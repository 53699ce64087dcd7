//! TTL-bounded cache of the destination's current records.
//!
//! The cache file is plain JSON keyed by a SHA-256 of the endpoint identity.
//! A hit within the TTL skips the network entirely; a refresh replaces the
//! whole snapshot.

use std::sync::Arc;
use std::time::Duration;

use chrono::{DateTime, Utc};
use serde::{Deserialize, Serialize};
use sha2::{Digest, Sha256};

use super::retry::{RetryPolicy, run_with_retry};
use crate::error::{AppError, Result};
use crate::models::{CacheConfig, Snapshot, SnapshotEntry};
use crate::services::{DestinationClient, Page};
use crate::storage::LocalStorage;
use crate::utils::RateGate;

/// Upper bound on pages walked in one refresh.
const MAX_PAGES: usize = 10_000;

#[derive(Debug, Serialize, Deserialize)]
struct CacheFile {
    timestamp: DateTime<Utc>,
    ttl_seconds: u64,
    endpoint: String,
    data: Vec<SnapshotEntry>,
}

/// Destination snapshot with a file-backed TTL cache.
pub struct SnapshotCache {
    client: Arc<dyn DestinationClient>,
    storage: LocalStorage,
    ttl: Duration,
    disabled: bool,
    page_size: usize,
    max_pages: usize,
    policy: RetryPolicy,
    gate: Arc<RateGate>,
}

impl SnapshotCache {
    pub fn new(
        client: Arc<dyn DestinationClient>,
        config: &CacheConfig,
        page_size: usize,
        policy: RetryPolicy,
        gate: Arc<RateGate>,
    ) -> Self {
        Self {
            client,
            storage: LocalStorage::new(&config.dir),
            ttl: config.ttl(),
            disabled: config.disabled,
            page_size: page_size.max(1),
            max_pages: MAX_PAGES,
            policy,
            gate,
        }
    }

    /// Cache file key for the client's endpoint.
    fn cache_key(&self) -> String {
        let digest = Sha256::digest(self.client.endpoint_id().as_bytes());
        format!("snapshot_{}.json", &hex::encode(digest)[..16])
    }

    /// Current snapshot, from cache when fresh unless `force_refresh`.
    pub async fn get(&self, force_refresh: bool) -> Result<Snapshot> {
        self.get_at(Utc::now(), force_refresh).await
    }

    async fn get_at(&self, now: DateTime<Utc>, force_refresh: bool) -> Result<Snapshot> {
        if !self.disabled && !force_refresh {
            if let Some(cached) = self.read_fresh(now).await {
                log::info!("Using cached snapshot ({} records)", cached.len());
                return Ok(index(cached));
            }
        }

        let entries = self.fetch_all().await?;
        log::info!("Fetched {} destination records", entries.len());

        if !self.disabled {
            let file = CacheFile {
                timestamp: now,
                ttl_seconds: self.ttl.as_secs(),
                endpoint: self.client.endpoint_id(),
                data: entries,
            };
            self.storage
                .write_json(&self.cache_key(), &file)
                .await
                .map_err(|e| AppError::snapshot(format!("cache write failed: {e}")))?;
            return Ok(index(file.data));
        }
        Ok(index(entries))
    }

    /// Cached entries if present, for this endpoint, and younger than the TTL.
    async fn read_fresh(&self, now: DateTime<Utc>) -> Option<Vec<SnapshotEntry>> {
        let file: CacheFile = match self.storage.read_json(&self.cache_key()).await {
            Ok(Some(file)) => file,
            Ok(None) => return None,
            Err(e) => {
                log::warn!("Ignoring unreadable snapshot cache: {e}");
                return None;
            }
        };

        if file.endpoint != self.client.endpoint_id() {
            return None;
        }
        let age = now.signed_duration_since(file.timestamp).to_std().ok()?;
        (age < self.ttl).then_some(file.data)
    }

    async fn fetch_all(&self) -> Result<Vec<SnapshotEntry>> {
        let mut entries = Vec::new();

        for page in 1..=self.max_pages {
            let attempted = run_with_retry(&self.policy, &self.gate, || {
                self.client.list_page(page, self.page_size)
            })
            .await;

            match attempted.result {
                Ok(Page::OutOfRange) => return Ok(entries),
                Ok(Page::Items { received: 0, .. }) => return Ok(entries),
                Ok(Page::Items { entries: batch, .. }) => {
                    log::debug!("Snapshot page {page}: {} records", batch.len());
                    entries.extend(batch);
                }
                Err(e) => {
                    return Err(AppError::snapshot(format!(
                        "page {page} failed after {} attempt(s): {e}",
                        attempted.attempts
                    )));
                }
            }
        }

        log::warn!(
            "Snapshot stopped at the {}-page limit; the destination may hold more records",
            self.max_pages
        );
        Ok(entries)
    }
}

/// Key entries by source URL; the first entry for a URL wins.
fn index(entries: Vec<SnapshotEntry>) -> Snapshot {
    let mut snapshot = Snapshot::with_capacity(entries.len());
    for entry in entries {
        if snapshot.contains_key(&entry.source_url) {
            log::debug!("Duplicate destination record for {}", entry.source_url);
            continue;
        }
        snapshot.insert(entry.source_url.clone(), entry);
    }
    snapshot
}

Activity - Determine how many lines contain the string "batch" in the listing, and state that number by itself.

Written solution - 3